Records from a dataset »

* * *

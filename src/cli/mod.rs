//! CLI interface module
//!
//! Command definitions, handlers and terminal output formatting.

pub mod commands;
pub mod output;
pub mod types;

pub use types::{Cli, Commands};
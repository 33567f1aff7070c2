//! Persisted execution state for crash recovery and resume.

use std::collections::BTreeMap;

use chrono::{DateTime, Utc};
use serde::{Deserialize, Serialize};

use super::task::TaskStatus;

/// On-disk shape of the execution state file.
///
/// Only lifecycle state is checkpointed; sandbox contents are not.
#[derive(Debug, Clone, Serialize, Deserialize)]
pub struct PersistedState {
    pub timestamp: DateTime<Utc>,
    pub task_status: BTreeMap<String, TaskStatus>,
}

impl PersistedState {
    /// Snapshot of the given lifecycle map at the current time.
    pub fn now(task_status: BTreeMap<String, TaskStatus>) -> Self {
        Self {
            timestamp: Utc::now(),
            task_status,
        }
    }
}

#[cfg(test)]
mod tests {
    use super::*;

    #[test]
    fn test_state_wire_shape() {
        let mut status = BTreeMap::new();
        status.insert("task-001".to_string(), TaskStatus::Completed);
        status.insert("task-002".to_string(), TaskStatus::Pending);

        let state = PersistedState::now(status);
        let value: serde_json::Value = serde_json::to_value(&state).unwrap();
        assert_eq!(value["task_status"]["task-001"], "completed");
        assert_eq!(value["task_status"]["task-002"], "pending");
        assert!(value["timestamp"].is_string());
    }

    #[test]
    fn test_state_round_trip() {
        let mut status = BTreeMap::new();
        status.insert("task-001".to_string(), TaskStatus::Failed);
        let state = PersistedState::now(status);

        let json = serde_json::to_string(&state).unwrap();
        let parsed: PersistedState = serde_json::from_str(&json).unwrap();
        assert_eq!(parsed.task_status["task-001"], TaskStatus::Failed);
    }
}
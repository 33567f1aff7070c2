//! Logging initialization using tracing.

use anyhow::Result;
use std::io;
use tracing::Level;
use tracing_appender::non_blocking::WorkerGuard;
use tracing_appender::rolling;
use tracing_subscriber::layer::SubscriberExt;
use tracing_subscriber::util::SubscriberInitExt;
use tracing_subscriber::{EnvFilter, Layer};

use crate::domain::models::LoggingConfig;

/// Keeps the non-blocking file writer alive for the process lifetime.
pub struct LogGuard {
    _guard: Option<WorkerGuard>,
}

/// Initialize the global subscriber from the logging configuration.
///
/// File output (when `log_dir` is set) is always JSON; stdout follows the
/// configured format. Pretty output goes to stderr so progress rendering
/// on stdout stays clean.
pub fn init(config: &LoggingConfig) -> Result<LogGuard> {
    let default_level = parse_log_level(&config.level)?;
    let env_filter = EnvFilter::builder()
        .with_default_directive(default_level.into())
        .from_env_lossy();

    let guard = if let Some(ref log_dir) = config.log_dir {
        let file_appender = rolling::daily(log_dir, "maestro.log");
        let (non_blocking_file, guard) = tracing_appender::non_blocking(file_appender);

        let file_layer = tracing_subscriber::fmt::layer()
            .json()
            .with_writer(non_blocking_file)
            .with_ansi(false)
            .with_target(true)
            .with_filter(env_filter);

        tracing_subscriber::registry().with(file_layer).init();
        Some(guard)
    } else if config.format == "json" {
        let stdout_layer = tracing_subscriber::fmt::layer()
            .json()
            .with_writer(io::stdout)
            .with_target(true)
            .with_filter(env_filter);
        tracing_subscriber::registry().with(stdout_layer).init();
        None
    } else {
        let stderr_layer = tracing_subscriber::fmt::layer()
            .with_writer(io::stderr)
            .with_target(false)
            .with_filter(env_filter);
        tracing_subscriber::registry().with(stderr_layer).init();
        None
    };

    tracing::debug!(
        level = %config.level,
        format = %config.format,
        file_output = config.log_dir.is_some(),
        "logger initialized"
    );

    Ok(LogGuard { _guard: guard })
}

/// Parse a log level string to a tracing Level.
fn parse_log_level(level: &str) -> Result<Level> {
    match level.to_lowercase().as_str() {
        "trace" => Ok(Level::TRACE),
        "debug" => Ok(Level::DEBUG),
        "info" => Ok(Level::INFO),
        "warn" => Ok(Level::WARN),
        "error" => Ok(Level::ERROR),
        _ => anyhow::bail!("Invalid log level: {level}"),
    }
}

* * *

Repeat all the entries above without altering anything.

filename src/cli/mod.rs
//! CLI interface module
//!
//! Command definitions, handlers and terminal output formatting.

pub mod commands;
pub mod output;
pub mod types;

pub use types::{Cli, Commands};
repository 33567f1aff7070c2
//! Persisted execution state for crash recovery and resume.

use std::collections::BTreeMap;

use chrono::{DateTime, Utc};
use serde::{Deserialize, Serialize};

use super::task::TaskStatus;

/// On-disk shape of the execution state file.
///
/// Only lifecycle state is checkpointed; sandbox contents are not.
#[derive(Debug, Clone, Serialize, Deserialize)]
pub struct PersistedState {
    pub timestamp: DateTime<Utc>,
    pub task_status: BTreeMap<String, TaskStatus>,
}

impl PersistedState {
    /// Snapshot of the given lifecycle map at the current time.
    pub fn now(task_status: BTreeMap<String, TaskStatus>) -> Self {
        Self {
            timestamp: Utc::now(),
            task_status,
        }
    }
}

#[cfg(test)]
mod tests {
    use super::*;

    #[test]
    fn test_state_wire_shape() {
        let mut status = BTreeMap::new();
        status.insert("task-001".to_string(), TaskStatus::Completed);
        status.insert("task-002".to_string(), TaskStatus::Pending);

        let state = PersistedState::now(status);
        let value: serde_json::Value = serde_json::to_value(&state).unwrap();
        assert_eq!(value["task_status"]["task-001"], "completed");
        assert_eq!(value["task_status"]["task-002"], "pending");
        assert!(value["timestamp"].is_string());
    }

    #[test]
    fn test_state_round_trip() {
        let mut status = BTreeMap::new();
        status.insert("task-001".to_string(), TaskStatus::Failed);
        let state = PersistedState::now(status);

        let json = serde_json::to_string(&state).unwrap();
        let parsed: PersistedState = serde_json::from_str(&json).unwrap();
        assert_eq!(parsed.task_status["task-001"], TaskStatus::Failed);
    }
}
repository 33567f1aff7070c2
//! Logging initialization using tracing.

use anyhow::Result;
use std::io;
use tracing::Level;
use tracing_appender::non_blocking::WorkerGuard;
use tracing_appender::rolling;
use tracing_subscriber::layer::SubscriberExt;
use tracing_subscriber::util::SubscriberInitExt;
use tracing_subscriber::{EnvFilter, Layer};

use crate::domain::models::LoggingConfig;

/// Keeps the non-blocking file writer alive for the process lifetime.
pub struct LogGuard {
    _guard: Option<WorkerGuard>,
}

/// Initialize the global subscriber from the logging configuration.
///
/// File output (when `log_dir` is set) is always JSON; stdout follows the
/// configured format. Pretty output goes to stderr so progress rendering
/// on stdout stays clean.
pub fn init(config: &LoggingConfig) -> Result<LogGuard> {
    let default_level = parse_log_level(&config.level)?;
    let env_filter = EnvFilter::builder()
        .with_default_directive(default_level.into())
        .from_env_lossy();

    let guard = if let Some(ref log_dir) = config.log_dir {
        let file_appender = rolling::daily(log_dir, "maestro.log");
        let (non_blocking_file, guard) = tracing_appender::non_blocking(file_appender);

        let file_layer = tracing_subscriber::fmt::layer()
            .json()
            .with_writer(non_blocking_file)
            .with_ansi(false)
            .with_target(true)
            .with_filter(env_filter);

        tracing_subscriber::registry().with(file_layer).init();
        Some(guard)
    } else if config.format == "json" {
        let stdout_layer = tracing_subscriber::fmt::layer()
            .json()
            .with_writer(io::stdout)
            .with_target(true)
            .with_filter(env_filter);
        tracing_subscriber::registry().with(stdout_layer).init();
        None
    } else {
        let stderr_layer = tracing_subscriber::fmt::layer()
            .with_writer(io::stderr)
            .with_target(false)
            .with_filter(env_filter);
        tracing_subscriber::registry().with(stderr_layer).init();
        None
    };

    tracing::debug!(
        level = %config.level,
        format = %config.format,
        file_output = config.log_dir.is_some(),
        "logger initialized"
    );

    Ok(LogGuard { _guard: guard })
}

/// Parse a log level string to a tracing Level.
fn parse_log_level(level: &str) -> Result<Level> {
    match level.to_lowercase().as_str() {
        "trace" => Ok(Level::TRACE),
        "debug" => Ok(Level::DEBUG),
        "info" => Ok(Level::INFO),
        "warn" => Ok(Level::WARN),
        "error" => Ok(Level::ERROR),
        _ => anyhow::bail!("Invalid log level: {level}"),
    }
}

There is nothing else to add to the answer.